**Stored items from a collection**
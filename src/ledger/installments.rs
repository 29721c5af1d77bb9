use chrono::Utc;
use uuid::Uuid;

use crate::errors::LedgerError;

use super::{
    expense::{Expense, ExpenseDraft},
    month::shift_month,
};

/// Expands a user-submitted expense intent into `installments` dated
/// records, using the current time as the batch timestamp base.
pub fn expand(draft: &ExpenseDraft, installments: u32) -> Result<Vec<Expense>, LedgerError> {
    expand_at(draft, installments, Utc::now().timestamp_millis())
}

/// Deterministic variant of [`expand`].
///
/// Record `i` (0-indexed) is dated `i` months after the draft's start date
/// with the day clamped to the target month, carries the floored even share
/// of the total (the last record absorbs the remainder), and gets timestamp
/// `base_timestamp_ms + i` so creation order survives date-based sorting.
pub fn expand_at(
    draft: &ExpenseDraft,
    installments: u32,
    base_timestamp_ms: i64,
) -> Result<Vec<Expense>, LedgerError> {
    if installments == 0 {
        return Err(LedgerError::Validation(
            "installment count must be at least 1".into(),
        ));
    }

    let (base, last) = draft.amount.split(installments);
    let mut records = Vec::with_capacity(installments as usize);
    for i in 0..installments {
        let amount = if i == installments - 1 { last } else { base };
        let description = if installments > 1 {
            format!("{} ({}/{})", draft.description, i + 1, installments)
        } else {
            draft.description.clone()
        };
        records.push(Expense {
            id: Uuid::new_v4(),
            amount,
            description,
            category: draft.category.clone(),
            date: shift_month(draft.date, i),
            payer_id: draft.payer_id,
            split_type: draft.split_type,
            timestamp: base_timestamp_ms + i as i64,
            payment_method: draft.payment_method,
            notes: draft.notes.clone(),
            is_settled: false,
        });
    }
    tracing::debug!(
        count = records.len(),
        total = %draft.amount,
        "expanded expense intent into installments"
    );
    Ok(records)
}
==
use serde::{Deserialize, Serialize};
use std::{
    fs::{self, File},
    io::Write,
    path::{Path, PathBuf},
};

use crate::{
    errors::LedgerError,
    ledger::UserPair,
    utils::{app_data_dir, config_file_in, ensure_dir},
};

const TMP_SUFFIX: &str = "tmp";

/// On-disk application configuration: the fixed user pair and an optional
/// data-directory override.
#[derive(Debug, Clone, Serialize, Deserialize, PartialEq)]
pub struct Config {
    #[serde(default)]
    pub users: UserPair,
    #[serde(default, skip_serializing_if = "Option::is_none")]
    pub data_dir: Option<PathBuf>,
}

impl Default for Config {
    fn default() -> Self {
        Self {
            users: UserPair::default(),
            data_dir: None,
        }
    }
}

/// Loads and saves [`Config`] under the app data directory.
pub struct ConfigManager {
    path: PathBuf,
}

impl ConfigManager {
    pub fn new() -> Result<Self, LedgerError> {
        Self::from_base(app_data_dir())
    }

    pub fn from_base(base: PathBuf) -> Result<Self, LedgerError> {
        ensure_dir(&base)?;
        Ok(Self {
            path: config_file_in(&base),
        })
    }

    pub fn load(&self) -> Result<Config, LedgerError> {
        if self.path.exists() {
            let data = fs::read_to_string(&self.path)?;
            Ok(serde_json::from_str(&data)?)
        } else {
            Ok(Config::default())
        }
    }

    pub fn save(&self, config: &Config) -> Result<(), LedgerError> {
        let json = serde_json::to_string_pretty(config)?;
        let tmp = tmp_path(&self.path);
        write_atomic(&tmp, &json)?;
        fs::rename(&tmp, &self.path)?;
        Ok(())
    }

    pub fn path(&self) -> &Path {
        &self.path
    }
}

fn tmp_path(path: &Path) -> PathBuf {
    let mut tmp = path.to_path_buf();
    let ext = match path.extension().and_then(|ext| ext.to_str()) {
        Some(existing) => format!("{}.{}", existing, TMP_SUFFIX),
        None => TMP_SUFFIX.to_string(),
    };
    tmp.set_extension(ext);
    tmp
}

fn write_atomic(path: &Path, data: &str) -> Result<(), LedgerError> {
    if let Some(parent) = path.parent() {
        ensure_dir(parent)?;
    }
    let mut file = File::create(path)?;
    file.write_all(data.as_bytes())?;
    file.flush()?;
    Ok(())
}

**Requirement**
In the data above, which lines lie between the line with "filename src/ledger/installments.rs" and the line with "Expands a user-submitted", inclusive? Print those lines exactly and nothing else.

**Completed exercise**
filename src/ledger/installments.rs
repository 29721c5af1d77bb9
use chrono::Utc;
use uuid::Uuid;

use crate::errors::LedgerError;

use super::{
    expense::{Expense, ExpenseDraft},
    month::shift_month,
};

/// Expands a user-submitted expense intent into `installments` dated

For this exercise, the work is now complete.